Sunday, January 5, 2014

In Recognition of George Washington Carver

What do Walt Disney, T.S. Eliot, J.C. Penny, Harry Truman and Mark Twain have in common? As many of you may have soon recognized, they were all born in Missouri and are among the most famous Missourians of all time.
But in this column I am writing about another Missourian who deserves to be near the top of the list of notable people from my home state.
The slave boy who came to be known as George Washington Carver was born on a farm near the village of Diamond in the southwest corner of Missouri. The date of George’s birth is not known for sure, but it was probably in the spring of 1865, not long before the end of the Civil War.
We do know when Carver died: January 5, 1943. Later that year his Missouri birthplace was declared a national monument.
Three years later President Truman, who was born in Lamar, Mo., about 40 miles due north of Carver’s birthplace, signed a Joint Resolution on December 28, 1945, saying, “I do hereby call upon officials of the Government to have the flag at half staff on all government buildings on January 5, 1946, in commemoration of the achievements of George Washington Carver.”
Around that same time Public Law 290 was passed, designating January 5 of each year as George Washington Carver Recognition Day.
Since it falls at the beginning of the new year, perhaps Carver’s “recognition day” isn’t observed very much. To be honest, I don’t remember knowing about it before I started reading about Carver recently. Like most of you, I knew that he was known for all his inventions using peanuts. But I didn’t know anything about his early life, some of which I will share with you here.
Shortly after his birth, George and his mother were kidnapped by “bushwhackers” and carried off into nearby Arkansas. Even though Moses Carver, who owned Mary, his only slave, and her children including James (b. 1859) and George, he was a Union sympathizer. He was so concerned about their welfare that he asked a neighbor, who happened to be a Union scout, to search for baby George and his mother.
The scout found George and brought him back to the Carvers, but Mary was never heard of again. Still, Moses was so grateful to have little George back he gave his three-hundred-dollar racehorse to the neighbor in appreciation. Then Moses Carver and his compassionate wife Susan reared George and his older brother as if they were their own children.
George was an avid learner from a young age—but it was not easy for a black boy to get an education in the 1870s. He learned much from his parents and then at the Lincoln School for Negro Children in Neosho. Then he went on to study in other schools, finally completing high school in Kansas when he was about 20.
Later he was able to enter college in Iowa as the only black student in Simpson College. He moved on to what is now Iowa State University, where he graduated and then completed his Master’s degree.
That year, 1896, Booker T. Washington, the founder of Tuskegee Institute, invited Carver to head its new Agriculture Department. He accepted the invitation and taught there for 47 years, becoming one of the greatest botanists and humanitarians of the 20th century—and a man who certainly deserves to be recognized today and on January 5 each year.

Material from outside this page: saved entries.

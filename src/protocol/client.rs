//! Client side of the wire protocol
//!
//! The client owns both halves of the transport (normally the stdio of an
//! `ssh host treecmp serve` child) and exposes them as a [`RemoteSession`].
//! Every wait for the peer is bounded by the I/O timeout.

use async_trait::async_trait;
use std::io;
use std::time::Duration;
use tokio::io::{AsyncBufRead, AsyncReadExt, AsyncWrite, AsyncWriteExt, BufReader};
use tokio::process::{Child, ChildStdin, ChildStdout};
use tracing::{debug, trace, warn};

use super::error::ProtocolError;
use super::messages::{
	read_message, remote_error, write_message, RemoteErrorKind, Request, Response, PROTOCOL_VERSION,
};
use crate::checksum::ByteSource;
use crate::error::ConnectionError;
use crate::session::{RemoteSession, SessionError, SessionResult};
use crate::types::RemoteEntry;

/// Protocol client over the stdio of an SSH child process
pub type SshSession = ProtocolClient<BufReader<ChildStdout>, ChildStdin>;

/// How long `close` waits for the transport process to exit
const EXIT_WAIT: Duration = Duration::from_secs(5);

pub struct ProtocolClient<R, W> {
	target: String,
	reader: R,
	writer: W,
	io_timeout: Duration,
	child: Option<Child>,
	closed: bool,
}

impl<R, W> ProtocolClient<R, W>
where
	R: AsyncBufRead + Unpin + Send + 'static,
	W: AsyncWrite + Unpin + Send + 'static,
{
	/// Wait for the server greeting and return a ready session
	pub async fn connect(
		target: impl Into<String>,
		mut reader: R,
		writer: W,
		connect_timeout: Duration,
		io_timeout: Duration,
	) -> Result<Self, ConnectionError> {
		let target = target.into();

		let greeting = tokio::time::timeout(connect_timeout, read_message::<_, Response>(&mut reader))
			.await
			.map_err(|_| ConnectionError::Timeout {
				target: target.clone(),
				secs: connect_timeout.as_secs(),
			})?;

		match greeting {
			Ok(Some(Response::Ready { ver })) if ver == PROTOCOL_VERSION => {
				debug!("{}: protocol v{} ready", target, ver);
			}
			Ok(Some(Response::Ready { ver })) => {
				return Err(ConnectionError::HandshakeFailed {
					target,
					message: ProtocolError::VersionMismatch { local: PROTOCOL_VERSION, remote: ver }
						.to_string(),
				});
			}
			Ok(Some(other)) => {
				return Err(ConnectionError::HandshakeFailed {
					target,
					message: format!("unexpected greeting {:?}", other),
				});
			}
			Ok(None) => {
				return Err(ConnectionError::HandshakeFailed {
					target,
					message: "connection closed before handshake".to_string(),
				});
			}
			Err(e) => {
				return Err(ConnectionError::HandshakeFailed { target, message: e.to_string() });
			}
		}

		Ok(Self { target, reader, writer, io_timeout, child: None, closed: false })
	}

	/// Attach the transport process so `close` can reap it
	pub fn with_child(mut self, child: Child) -> Self {
		self.child = Some(child);
		self
	}

	async fn send(&mut self, request: &Request) -> Result<(), ProtocolError> {
		trace!("{} <- {:?}", self.target, request);
		let io_timeout = self.io_timeout;
		let writer = &mut self.writer;
		let write = async move {
			write_message(writer, request).await?;
			writer.flush().await?;
			Ok::<(), ProtocolError>(())
		};
		match tokio::time::timeout(io_timeout, write).await {
			Ok(result) => result,
			Err(_) => Err(ProtocolError::Timeout { secs: io_timeout.as_secs() }),
		}
	}

	async fn recv(&mut self) -> Result<Response, ProtocolError> {
		let secs = self.io_timeout.as_secs();
		let message = tokio::time::timeout(self.io_timeout, read_message::<_, Response>(&mut self.reader))
			.await
			.map_err(|_| ProtocolError::Timeout { secs })??;
		let response = message.ok_or(ProtocolError::Disconnected)?;
		trace!("{} -> {:?}", self.target, response);
		Ok(response)
	}

	/// Read raw payload bytes of the current DATA frame
	async fn recv_payload(&mut self, buf: &mut [u8]) -> Result<usize, ProtocolError> {
		let secs = self.io_timeout.as_secs();
		let n = tokio::time::timeout(self.io_timeout, self.reader.read(buf))
			.await
			.map_err(|_| ProtocolError::Timeout { secs })??;
		if n == 0 {
			return Err(ProtocolError::Disconnected);
		}
		Ok(n)
	}

	async fn shutdown(&mut self) -> SessionResult<()> {
		if self.closed {
			return Ok(());
		}
		self.closed = true;

		let quit = self.send(&Request::Quit).await;
		if let Err(e) = &quit {
			debug!("{}: QUIT not delivered: {}", self.target, e);
		}
		// EOF on stdin ends the server even if QUIT was lost
		let _ = self.writer.shutdown().await;

		if let Some(mut child) = self.child.take() {
			match tokio::time::timeout(EXIT_WAIT, child.wait()).await {
				Ok(Ok(status)) if status.success() => {}
				Ok(Ok(status)) => debug!("{}: transport exited with {}", self.target, status),
				Ok(Err(e)) => warn!("{}: waiting for transport failed: {}", self.target, e),
				Err(_) => {
					warn!("{}: transport did not exit, killing it", self.target);
					let _ = child.kill().await;
				}
			}
		}
		Ok(())
	}
}

fn io_kind(kind: RemoteErrorKind) -> io::ErrorKind {
	match kind {
		RemoteErrorKind::NotFound => io::ErrorKind::NotFound,
		RemoteErrorKind::PermissionDenied => io::ErrorKind::PermissionDenied,
		RemoteErrorKind::Other => io::ErrorKind::Other,
	}
}

#[async_trait]
impl<R, W> RemoteSession for ProtocolClient<R, W>
where
	R: AsyncBufRead + Unpin + Send + 'static,
	W: AsyncWrite + Unpin + Send + 'static,
{
	fn target(&self) -> &str {
		&self.target
	}

	async fn list_directory(&mut self, path: &str) -> SessionResult<Vec<RemoteEntry>> {
		self.send(&Request::List { path: path.to_string() }).await?;

		let mut entries = Vec::new();
		loop {
			match self.recv().await? {
				Response::Ent { kind, name } => entries.push(RemoteEntry { name, kind }),
				Response::End => return Ok(entries),
				Response::Err { kind, msg } => return Err(remote_error(path, kind, msg)),
				other => {
					return Err(ProtocolError::ProtocolViolation(format!(
						"unexpected {:?} in listing of {}",
						other, path
					))
					.into())
				}
			}
		}
	}

	async fn open_read<'a>(&'a mut self, path: &str) -> SessionResult<Box<dyn ByteSource + 'a>> {
		self.send(&Request::Read { path: path.to_string() }).await?;

		match self.recv().await? {
			Response::Data { len } => {
				Ok(Box::new(RemoteStream { client: self, remaining: len, finished: len == 0 }))
			}
			Response::Err { kind, msg } => Err(remote_error(path, kind, msg)),
			other => Err(ProtocolError::ProtocolViolation(format!(
				"unexpected {:?} opening {}",
				other, path
			))
			.into()),
		}
	}

	async fn delete_file(&mut self, path: &str) -> SessionResult<()> {
		self.send(&Request::Del { path: path.to_string() }).await?;

		match self.recv().await? {
			Response::Done => Ok(()),
			Response::Err { kind, msg } => Err(remote_error(path, kind, msg)),
			other => Err(SessionError::Protocol(ProtocolError::ProtocolViolation(format!(
				"unexpected {:?} deleting {}",
				other, path
			)))),
		}
	}

	async fn close(&mut self) -> SessionResult<()> {
		self.shutdown().await
	}
}

/// File content arriving as a sequence of DATA frames
struct RemoteStream<'a, R, W> {
	client: &'a mut ProtocolClient<R, W>,
	remaining: usize,
	finished: bool,
}

#[async_trait]
impl<'a, R, W> ByteSource for RemoteStream<'a, R, W>
where
	R: AsyncBufRead + Unpin + Send + 'static,
	W: AsyncWrite + Unpin + Send + 'static,
{
	async fn read_chunk(&mut self, buf: &mut [u8]) -> io::Result<usize> {
		loop {
			if self.finished || buf.is_empty() {
				return Ok(0);
			}

			if self.remaining > 0 {
				let want = buf.len().min(self.remaining);
				let n = self.client.recv_payload(&mut buf[..want]).await?;
				self.remaining -= n;
				return Ok(n);
			}

			match self.client.recv().await? {
				Response::Data { len: 0 } => self.finished = true,
				Response::Data { len } => self.remaining = len,
				Response::Err { kind, msg } => {
					self.finished = true;
					return Err(io::Error::new(io_kind(kind), msg));
				}
				other => {
					self.finished = true;
					return Err(ProtocolError::ProtocolViolation(format!(
						"unexpected {:?} in data stream",
						other
					))
					.into());
				}
			}
		}
	}
}

// vim: ts=4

  1. Marvelous informative piece, Leroy! Thanks.

    In college, I got heavily into what then was called "Black Studies" (i.e., African-American studies). At that time, there developed among some elements of the civil rights struggle negative views towards people like Washington and Carver because they were seen as not having been critical enough of white oppression. I understood the sentiment to some extent, I think, because I myself was feeling quite angry about our history of white racism, but it was still heartbreaking.

    1. Anton, thanks for reading and responding so quickly to this morning's blog posting.

      I don't remember it from the 1960s or '70s, but in reading about Carver I found references to criticism of him for not being more of an activist. And while I see something of the point of his critics, I think they miss the significance of people like Carver--and B.T. Washington and others who weren't activists--being a role model and inspiration for African-American children.

  2. One Thinking Friend wrote, "The mention of Moses treating George as his own child made me wonder if he was."

    While that sort of thing was, of course, all too common during the days of slavery, I doubt that it was in the case of Moses Carver. From what I have read, George's father was probably a male slave on a nearby farm. And from what little I have read about him, Moses Carver seems to have been a respectable man who probably would not have taken sexual liberties with his slave woman.

  3. I have long admired this man who added so much to humanity while humanity often gave so little to him.

  4. I tried to comment on this a couple of days ago, and somehow Google and I did not get it done. I meant to say that I attended Iowa State back in the middle ages, and discovered they were very proud of their association with Carver. I even attended a number of classes in a building named in his honor.